**** Dataset excerpts ****

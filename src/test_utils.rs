// SPDX-License-Identifier: MPL-2.0
//! Test utilities for float comparisons.
//!
//! Scales, opacities and spring positions are all `f32`; compare them with
//! `approx` rather than `assert_eq!`.

pub use approx::assert_abs_diff_eq;
// SPDX-License-Identifier: MPL-2.0
//! Top-level messages and runtime flags for the application.

use crate::ui::notifications;
use crate::ui::viewer::component;
use std::time::Instant;

/// Top-level messages consumed by `App::update`. The variants forward
/// lower-level component messages while keeping a single update entrypoint.
#[derive(Debug, Clone)]
pub enum Message {
    Viewer(component::Message),
    Notification(notifications::NotificationMessage),
    /// Animation and toast clock.
    Tick(Instant),
}

/// Runtime flags passed in from the CLI.
#[derive(Debug, Default)]
pub struct Flags {
    /// Optional locale override in BCP-47 form (e.g. `hi`, `en-US`).
    pub lang: Option<String>,
    /// Year to open instead of the current one.
    pub year: Option<i32>,
    /// Optional config directory override (for settings.toml).
    /// Takes precedence over `TITHI_LENS_CONFIG_DIR` environment variable.
    pub config_dir: Option<String>,
}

****

## Exercise objective
Repeat all the entries word for word.

## Solution
filename src/test_utils.rs
// SPDX-License-Identifier: MPL-2.0
//! Test utilities for float comparisons.
//!
//! Scales, opacities and spring positions are all `f32`; compare them with
//! `approx` rather than `assert_eq!`.

pub use approx::assert_abs_diff_eq;
// SPDX-License-Identifier: MPL-2.0
//! Top-level messages and runtime flags for the application.

use crate::ui::notifications;
use crate::ui::viewer::component;
use std::time::Instant;

/// Top-level messages consumed by `App::update`. The variants forward
/// lower-level component messages while keeping a single update entrypoint.
#[derive(Debug, Clone)]
pub enum Message {
    Viewer(component::Message),
    Notification(notifications::NotificationMessage),
    /// Animation and toast clock.
    Tick(Instant),
}

/// Runtime flags passed in from the CLI.
#[derive(Debug, Default)]
pub struct Flags {
    /// Optional locale override in BCP-47 form (e.g. `hi`, `en-US`).
    pub lang: Option<String>,
    /// Year to open instead of the current one.
    pub year: Option<i32>,
    /// Optional config directory override (for settings.toml).
    /// Takes precedence over `TITHI_LENS_CONFIG_DIR` environment variable.
    pub config_dir: Option<String>,
}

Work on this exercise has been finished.